We speak Portuguese!!

It has been practically a month since I last wrote, wow. Been busy, you know? Finishing language training, completing about 785 administrative tasks related to leaving the warm bosom of the Foreign Service Institute, packing my scarce possessions…

Speaking of the training, I just passed my Portuguese test, and apparently, in the learned opinion of the State Department, I now speak Portuguese on a fairly intelligent level. Look at me, yey!! Let me tell you about those State Department language tests. They are all conducted on the top floor of the building where there are few rooms and people only go to test. It looks and feels desolate. And desperate. You can practically smell the desperation in that area. Or maybe it is just sweat and dust from nervous students.\

The way the exam is conducted makes things even worse. After you check-in for the exam, and fill out a form that you will never discuss its contents with anyone, you sit there nervously in a semi-circle with other colleagues who are also awaiting the guillotine (also known as language test) while fighting the un-ladylike urge to bite on your freshly manicured nails. The testing center has exams all the time, in all kinds of languages. Everyone sits there, tightly wound, making stupid jokes and bitching about the testing process. You can feel something ominous up in the air. And then suddenly various executioners, cleverly disguised as examiners, come by and take the trembling officers one by one into the torture cells, designed to look like sound-proof testing rooms. It is a humbling experience. And if you are sitting there, wondering why this is such a big deal, let me tell you – each language student has to reach a certain level of proficiency, depending on the language and the job he or she is going to. If you fail, you ain’t going to post. You go home. You feel awful, you might even feel sorry for yourself. The department gives you more time at FSI to learn the language and you mournfully wish your colleagues who have passed to have fun and good luck at post. And so, you go in the testing room, facing the two examiners, and lose valuable 2 hours of your life trying to prove how great you know Albanian, or Farsi, Norwegian or Amharic or whatever else elusive and twisty language you have been sweating over the past months. Once it is done, you are sent back to the waiting room to watch how your hair slowly turns white from worry. Gradually, the rest of your compadres file out of their rooms and all gather back to discuss their performance. As it turns out, everyone thinks that they did God-awful. I just wish someone, someday has the balls to state coolly, “I killed that exam! I was awesome! I am as fluent in Bengali as was Rabindranath Tagore. I am THE shit!” Clearly, no one ever says that or else the rest of the trembling crowd might tear him or her to pieces in their neurosis after the exam. In a few deathly long minutes, you are summoned back in to be informed just how miserably you have done and how you have barely squeaked by the necessary score and just what a shame you are to the Department. Or not. Depends.

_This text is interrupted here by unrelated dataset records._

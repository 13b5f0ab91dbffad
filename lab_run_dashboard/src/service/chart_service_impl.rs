use crate::common::*;
use crate::model::chart::chart_spec::{
    ChartSpec, ColorScale, HistogramChart, LineChart, ScatterChart, SurfaceChart,
};
use crate::traits::service_traits::chart_service::*;
use crate::utils_modules::{io_utils::*, si_format::*};
use plotters::coord::Shift;
use plotters::prelude::*;
use std::path::Path;

/* dark template */
const BACKGROUND: RGBColor = RGBColor(20, 20, 20);
const GRID_COLOR: RGBColor = RGBColor(60, 60, 60);
const AXIS_COLOR: RGBColor = RGBColor(120, 120, 120);
const TEXT_COLOR: RGBColor = RGBColor(200, 200, 200);
const TITLE_COLOR: RGBColor = RGBColor(240, 240, 240);

const SERIES_PALETTE: [RGBColor; 6] = [
    RGBColor(0, 191, 255),
    RGBColor(255, 99, 71),
    RGBColor(50, 205, 50),
    RGBColor(255, 215, 0),
    RGBColor(186, 85, 211),
    RGBColor(255, 140, 0),
];

#[derive(Debug, Clone, new)]
pub struct ChartServiceImpl {
    width: u32,
    height: u32,
}

#[doc = "Axis range with 10% padding; degenerate input still gives a drawable range"]
fn padded_range<I: Iterator<Item = f64>>(values: I) -> (f64, f64) {
    let (min, max) = values.fold((f64::INFINITY, f64::NEG_INFINITY), |(lo, hi), v| {
        (lo.min(v), hi.max(v))
    });

    if !min.is_finite() || !max.is_finite() {
        return (0.0, 1.0);
    }

    if min == max {
        let pad: f64 = if min == 0.0 { 1.0 } else { min.abs() * 0.1 };
        return (min - pad, max + pad);
    }

    let padding: f64 = (max - min) * 0.1;
    (min - padding, max + padding)
}

#[doc = "Color of `t` in [0, 1] on the chosen scale; out-of-range and NaN input is clamped"]
fn scale_color(scale: ColorScale, t: f64) -> RGBColor {
    let t: f64 = if t.is_finite() { t.clamp(0.0, 1.0) } else { 0.0 };

    match scale {
        ColorScale::Viridis => ViridisRGB.get_color_normalized(t, 0.0, 1.0),
        ColorScale::Default => Copper.get_color_normalized(t, 0.0, 1.0),
    }
}

fn normalize(value: f64, min: f64, max: f64) -> f64 {
    if max > min {
        (value - min) / (max - min)
    } else {
        0.5
    }
}

fn min_max<I: Iterator<Item = f64>>(values: I) -> (f64, f64) {
    values.fold((f64::INFINITY, f64::NEG_INFINITY), |(lo, hi), v| {
        (lo.min(v), hi.max(v))
    })
}

fn draw_scatter(
    root: &DrawingArea<BitMapBackend, Shift>,
    title: &str,
    chart: &ScatterChart,
) -> anyhow::Result<()> {
    let (x_min, x_max) = padded_range(chart.points().iter().map(|p| p.x));
    let (y_min, y_max) = padded_range(chart.points().iter().map(|p| p.y));
    let (c_min, c_max) = min_max(chart.points().iter().filter_map(|p| p.color));

    let x_unit: Option<SiUnit> = SiUnit::for_column(chart.x_column());
    let y_unit: Option<SiUnit> = SiUnit::for_column(chart.y_column());
    let x_fmt = |v: &f64| format_axis_value(*v, x_unit);
    let y_fmt = |v: &f64| format_axis_value(*v, y_unit);

    let mut ctx = ChartBuilder::on(root)
        .caption(title, ("sans-serif", 32).into_font().color(&TITLE_COLOR))
        .margin(20)
        .x_label_area_size(60)
        .y_label_area_size(100)
        .build_cartesian_2d(x_min..x_max, y_min..y_max)?;

    ctx.configure_mesh()
        .x_desc(chart.x_column().as_str())
        .y_desc(chart.y_column().as_str())
        .axis_style(ShapeStyle::from(&AXIS_COLOR).stroke_width(2))
        .light_line_style(ShapeStyle::from(&GRID_COLOR).stroke_width(1))
        .bold_line_style(ShapeStyle::from(&GRID_COLOR).stroke_width(1))
        .label_style(("sans-serif", 16).into_font().color(&TEXT_COLOR))
        .axis_desc_style(("sans-serif", 20).into_font().color(&TEXT_COLOR))
        .x_label_formatter(&x_fmt)
        .y_label_formatter(&y_fmt)
        .draw()?;

    let scale: ColorScale = *chart.color_scale();

    ctx.draw_series(chart.points().iter().map(|point| {
        let color: RGBColor = match point.color {
            Some(value) => scale_color(scale, normalize(value, c_min, c_max)),
            None => AXIS_COLOR,
        };
        Circle::new((point.x, point.y), 4, color.filled())
    }))?;

    Ok(())
}

fn draw_line(
    root: &DrawingArea<BitMapBackend, Shift>,
    title: &str,
    chart: &LineChart,
) -> anyhow::Result<()> {
    let all_points = || chart.series().iter().flat_map(|s| s.points().iter());

    let (x_min, x_max) = padded_range(all_points().map(|(x, _)| *x));
    let (y_min, y_max) = padded_range(all_points().map(|(_, y)| *y));

    let x_unit: Option<SiUnit> = SiUnit::for_column(chart.x_column());
    let y_unit: Option<SiUnit> = SiUnit::for_column(chart.y_column());
    let x_fmt = |v: &f64| format_axis_value(*v, x_unit);
    let y_fmt = |v: &f64| format_axis_value(*v, y_unit);

    let mut ctx = ChartBuilder::on(root)
        .caption(title, ("sans-serif", 32).into_font().color(&TITLE_COLOR))
        .margin(20)
        .x_label_area_size(60)
        .y_label_area_size(100)
        .build_cartesian_2d(x_min..x_max, y_min..y_max)?;

    ctx.configure_mesh()
        .x_desc(chart.x_column().as_str())
        .y_desc(chart.y_column().as_str())
        .axis_style(ShapeStyle::from(&AXIS_COLOR).stroke_width(2))
        .light_line_style(ShapeStyle::from(&GRID_COLOR).stroke_width(1))
        .bold_line_style(ShapeStyle::from(&GRID_COLOR).stroke_width(1))
        .label_style(("sans-serif", 16).into_font().color(&TEXT_COLOR))
        .axis_desc_style(("sans-serif", 20).into_font().color(&TEXT_COLOR))
        .x_label_formatter(&x_fmt)
        .y_label_formatter(&y_fmt)
        .draw()?;

    for (idx, series) in chart.series().iter().enumerate() {
        let color: RGBColor = SERIES_PALETTE[idx % SERIES_PALETTE.len()];

        ctx.draw_series(LineSeries::new(
            series.points().iter().copied(),
            color.stroke_width(2),
        ))?
        .label(series.label().as_str())
        .legend(move |(x, y)| PathElement::new(vec![(x, y), (x + 20, y)], color.stroke_width(2)));
    }

    if chart.series().len() > 1 {
        ctx.configure_series_labels()
            .background_style(RGBColor(40, 40, 40).filled())
            .border_style(ShapeStyle::from(&AXIS_COLOR))
            .label_font(("sans-serif", 16).into_font().color(&TEXT_COLOR))
            .draw()?;
    }

    Ok(())
}

fn draw_surface(
    root: &DrawingArea<BitMapBackend, Shift>,
    title: &str,
    chart: &SurfaceChart,
) -> anyhow::Result<()> {
    let rows: usize = chart.grid().len().max(1);
    let cols: usize = chart.z_columns().len().max(1);
    let (z_min, z_max) = min_max(chart.grid().iter().flatten().copied());

    let z_columns: Vec<String> = chart.z_columns().clone();
    let x_fmt = move |v: &f64| {
        let idx: usize = v.floor().max(0.0) as usize;
        z_columns.get(idx).cloned().unwrap_or_default()
    };

    let mut ctx = ChartBuilder::on(root)
        .caption(title, ("sans-serif", 32).into_font().color(&TITLE_COLOR))
        .margin(20)
        .x_label_area_size(60)
        .y_label_area_size(80)
        .build_cartesian_2d(0.0..cols as f64, 0.0..rows as f64)?;

    ctx.configure_mesh()
        .disable_mesh()
        .x_desc("column")
        .y_desc("row")
        .axis_style(ShapeStyle::from(&AXIS_COLOR).stroke_width(2))
        .label_style(("sans-serif", 16).into_font().color(&TEXT_COLOR))
        .axis_desc_style(("sans-serif", 20).into_font().color(&TEXT_COLOR))
        .x_labels(cols * 2)
        .x_label_formatter(&x_fmt)
        .draw()?;

    ctx.draw_series(chart.grid().iter().enumerate().flat_map(|(row, values)| {
        values.iter().enumerate().map(move |(col, value)| {
            let color: RGBColor = scale_color(ColorScale::Viridis, normalize(*value, z_min, z_max));
            Rectangle::new(
                [(col as f64, row as f64), (col as f64 + 1.0, row as f64 + 1.0)],
                color.filled(),
            )
        })
    }))?;

    Ok(())
}

fn draw_histogram(
    root: &DrawingArea<BitMapBackend, Shift>,
    title: &str,
    chart: &HistogramChart,
) -> anyhow::Result<()> {
    let (x_min, x_max) = match (chart.bins().first(), chart.bins().last()) {
        (Some(first), Some(last)) if last.upper > first.lower => (first.lower, last.upper),
        (Some(first), Some(_)) => padded_range(std::iter::once(first.lower)),
        _ => (0.0, 1.0),
    };
    let max_count: u32 = chart
        .bins()
        .iter()
        .map(|b| b.count as u32)
        .max()
        .unwrap_or(0);

    let x_unit: Option<SiUnit> = SiUnit::for_column(chart.column());
    let x_fmt = |v: &f64| format_axis_value(*v, x_unit);

    let mut ctx = ChartBuilder::on(root)
        .caption(title, ("sans-serif", 32).into_font().color(&TITLE_COLOR))
        .margin(20)
        .x_label_area_size(60)
        .y_label_area_size(80)
        .build_cartesian_2d(x_min..x_max, 0u32..max_count + 1)?;

    ctx.configure_mesh()
        .x_desc(chart.column().as_str())
        .y_desc("count")
        .axis_style(ShapeStyle::from(&AXIS_COLOR).stroke_width(2))
        .light_line_style(ShapeStyle::from(&GRID_COLOR).stroke_width(1))
        .bold_line_style(ShapeStyle::from(&GRID_COLOR).stroke_width(1))
        .label_style(("sans-serif", 16).into_font().color(&TEXT_COLOR))
        .axis_desc_style(("sans-serif", 20).into_font().color(&TEXT_COLOR))
        .x_label_formatter(&x_fmt)
        .draw()?;

    let bar_color: RGBColor = SERIES_PALETTE[0];

    ctx.draw_series(chart.bins().iter().map(|bin| {
        /* 단일 버킷(상수 컬럼)은 보이는 폭을 확보 */
        let (lower, upper) = if bin.upper > bin.lower {
            (bin.lower, bin.upper)
        } else {
            (x_min, x_max)
        };
        Rectangle::new([(lower, 0u32), (upper, bin.count as u32)], bar_color.filled())
    }))?;

    Ok(())
}

#[async_trait]
impl ChartService for ChartServiceImpl {
    async fn render_chart(
        &self,
        title: &str,
        chart: &ChartSpec,
        output_path: &Path,
    ) -> anyhow::Result<()> {
        ensure_parent_dir(output_path).await?;

        let kind_label: &'static str = chart.kind().as_str();
        let output_path_buf: PathBuf = output_path.to_path_buf();
        let title: String = title.to_string();
        let chart: ChartSpec = chart.clone();
        let (width, height) = (self.width, self.height);

        let handle: tokio::task::JoinHandle<Result<(), anyhow::Error>> =
            tokio::task::spawn_blocking(move || {
                let root = BitMapBackend::new(&output_path_buf, (width, height)).into_drawing_area();
                root.fill(&BACKGROUND)?;

                match &chart {
                    ChartSpec::Scatter(scatter) => draw_scatter(&root, &title, scatter)?,
                    ChartSpec::Line(line) => draw_line(&root, &title, line)?,
                    ChartSpec::Surface(surface) => draw_surface(&root, &title, surface)?,
                    ChartSpec::Histogram(histogram) => draw_histogram(&root, &title, histogram)?,
                }

                root.present()?;
                Ok(())
            });

        let drawing_result: Result<(), anyhow::Error> = handle.await.context(
            "[ChartServiceImpl->render_chart] blocking task join failed (panic/cancelled)",
        )?;

        drawing_result.context("[ChartServiceImpl->render_chart] drawing/present failed")?;

        info!("{} chart rendered: {:?}", kind_label, output_path);

        Ok(())
    }
}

What I love watching, though, is the lit faces of those colleagues who just fly out of those rooms upon hearing that they have passed and look like happy lunatics! Yey, congratulations! You are now ready to go to Ouagadougou (yes, this is a real place!). I will never understand why the Department tests us. Our teachers, who spend way too much time with us every day can tell you in two seconds whether or not we are at a certain level, and how much more we need. None of this exam nonsense is necessary if you have studied the language at FSI and people have monitored your shaky progress. I have vowed to become boss of FSI one day so that I can dispense with this vile practice once and for all. Seriously.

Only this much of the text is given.